Bangsa Israel sudah membuktikannya, saat itu mereka ada di padang gurun Paran, suatu daerah yang gersang dan tandus. Sebab itu, Musa mengirimkan pengintai-pengintai untuk melihat tanah yang telah dijanjikan Allah bagi mereka. Duabelas orang pengintai dari kedua belas suku Israel dipilih untuk melaksanakan tugas itu. Mereka melihat bahwa tanah yang dijanjikan Allah kepada mereka adalah tanah yang teramat subur, makmur atau gemah ripah loh jinawi, tetapi ada satu hal yang mengganggu mereka, tanah itu didiami oleh orang-orang perkasa keturunan raksasa yang bernama Enak. Hal ini membuat sepuluh dari mereka gemetar dan takut, sehingga menghasut bangsa itu supaya tidak maju merebut tanah perjanjian. Mereka lupa bahwa Tuhan Allah sudah menjanjikan tanah itu bagi mereka dan Ia tidak akan pernah lupa akan janjinya.

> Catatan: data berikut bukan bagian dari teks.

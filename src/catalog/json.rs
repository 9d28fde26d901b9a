//! JSON file-based data source.
//!
//! Reads an export of the `games` and `game_releases` tables from a single
//! JSON document. The whole export is loaded on open and queried in memory.
//!
//! # File Format
//!
//! ```json
//! {
//!   "version": 1,
//!   "games": [
//!     { "id": 1, "title": "fallout4", "title_text": "Fallout 4" }
//!   ],
//!   "game_releases": [
//!     {
//!       "game_id": 1,
//!       "platform": "ps4",
//!       "region": "us",
//!       "edition": "std",
//!       "release_date": "2015-11-10",
//!       "genres": ["RPG", "FPS"],
//!       "cover_text": "...",
//!       "cover_width": 13.5,
//!       "cover_height": 17.0,
//!       "included_items": [
//!         { "item": "manual", "page_width": 12, "page_height": 17, "number_of_pages": 8 }
//!       ]
//!     }
//!   ]
//! }
//! ```

use crate::catalog::backend::CatalogSource;
use crate::catalog::models::{GameRecord, GameReleaseRecord};
use crate::domain::error::{GameLibraryError, Result};
use crate::domain::{Game, GameId, ReleaseRecord};
use serde::{Deserialize, Serialize};
use std::collections::HashMap;
use std::path::{Path, PathBuf};

/// Top-level structure of the JSON export.
#[derive(Debug, Clone, Default, Serialize, Deserialize)]
pub struct CatalogData {
    /// Version of the export format.
    #[serde(default = "default_version")]
    pub version: u32,

    #[serde(default)]
    pub games: Vec<GameRecord>,

    #[serde(default)]
    pub game_releases: Vec<GameReleaseRecord>,
}

const fn default_version() -> u32 {
    1
}

/// JSON export data source.
///
/// Holds the parsed export in memory. `Send` but not `Sync`; it is owned by
/// the worker thread.
pub struct JsonCatalogSource {
    /// Path the export was read from, if any.
    file_path: Option<PathBuf>,

    data: CatalogData,

    /// Game rows indexed by id.
    games_by_id: HashMap<GameId, usize>,
}

impl JsonCatalogSource {
    /// Opens and parses a JSON export.
    ///
    /// # Errors
    ///
    /// Returns an error if the file cannot be read or is not a valid export.
    pub fn open(file_path: PathBuf) -> Result<Self> {
        tracing::debug!(path = ?file_path, "opening JSON catalog source");

        let data = Self::load_from_file(&file_path)?;
        let mut source = Self::from_data(data);
        source.file_path = Some(file_path);
        Ok(source)
    }

    /// Parses an export held in memory.
    ///
    /// # Errors
    ///
    /// Returns an error if the document is not a valid export.
    pub fn from_json(json: &str) -> Result<Self> {
        let data: CatalogData = serde_json::from_str(json)
            .map_err(|e| GameLibraryError::Parse(format!("failed to parse catalog JSON: {e}")))?;
        Ok(Self::from_data(data))
    }

    /// Wraps already-parsed export data.
    #[must_use]
    pub fn from_data(data: CatalogData) -> Self {
        let games_by_id = data
            .games
            .iter()
            .enumerate()
            .map(|(index, game)| (game.id, index))
            .collect();

        tracing::debug!(
            version = data.version,
            games = data.games.len(),
            releases = data.game_releases.len(),
            "catalog source loaded"
        );

        Self {
            file_path: None,
            data,
            games_by_id,
        }
    }

    /// Returns the path the export was read from.
    #[must_use]
    pub fn file_path(&self) -> Option<&Path> {
        self.file_path.as_deref()
    }

    fn load_from_file(path: &Path) -> Result<CatalogData> {
        let contents = std::fs::read_to_string(path)?;
        serde_json::from_str(&contents)
            .map_err(|e| GameLibraryError::Parse(format!("failed to parse catalog JSON: {e}")))
    }

    fn game(&self, game_id: GameId) -> Option<&GameRecord> {
        self.games_by_id.get(&game_id).map(|&index| &self.data.games[index])
    }

    fn join<'a>(&'a self, rows: impl Iterator<Item = &'a GameReleaseRecord>) -> Vec<ReleaseRecord> {
        rows.filter_map(|row| match self.game(row.game_id) {
            Some(game) => Some(row.clone().into_release(game)),
            None => {
                tracing::warn!(game_id = row.game_id, "release references unknown game, skipping");
                None
            }
        })
        .collect()
    }
}

impl CatalogSource for JsonCatalogSource {
    fn fetch_games_ordered(&self) -> Result<Vec<Game>> {
        let _span = tracing::debug_span!("json_fetch_games_ordered").entered();

        let mut games: Vec<Game> = self.data.games.iter().map(Game::from).collect();
        games.sort_by(|a, b| a.title.cmp(&b.title));

        tracing::debug!(count = games.len(), "retrieved games");
        Ok(games)
    }

    fn fetch_releases_for_game(&self, game_id: GameId) -> Result<Vec<ReleaseRecord>> {
        let _span = tracing::debug_span!("json_fetch_releases_for_game", game_id = game_id).entered();

        let releases = self.join(self.data.game_releases.iter().filter(|row| row.game_id == game_id));

        tracing::debug!(count = releases.len(), "retrieved releases");
        Ok(releases)
    }

    fn fetch_catalog(&self) -> Result<Vec<ReleaseRecord>> {
        let _span = tracing::debug_span!("json_fetch_catalog").entered();

        let releases = self.join(self.data.game_releases.iter());

        tracing::debug!(count = releases.len(), "retrieved catalog");
        Ok(releases)
    }
}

Dua orang dari pengintai itu, yaitu Yosua dan Kaleb memiliki pemikiran yang lain. Ia percaya bahwa Allah akan menyertai mereka dan mereka harus maju dan menduduki negeri itu. Ia berteriak diantara sekian banyak bangsa itu untuk mengingatkan kembali janji Tuhan Allah bagi mereka. Ia tidak terpancing oleh suara mayoritas yang berusaha menggagalkan rencana Allah. Ia adalah seorang pemenang.
Bagaimana dengan kita? Sudahkan kita berpikir sebagai pemenang dan bertindak sebagai pemenang. Seorang pemenang adalah orang yang berani berpikir maju dan menghadapi tantangan tanpa rasa takut dan gemetar dengan pertolongan Tuhan Allah. Arahkan langkah kita menuju ke ‘tanah perjanjian’ dengan tetap berpegang teguh pada pertolongan Roh Kudus. Be a winner.
(Menjadi pemenang merupakan pilihan hidup yang diwujudkan dalam pola berpikir dan tindakan sebagai seorang pemenang)
Langganan:
Postingan (Atom)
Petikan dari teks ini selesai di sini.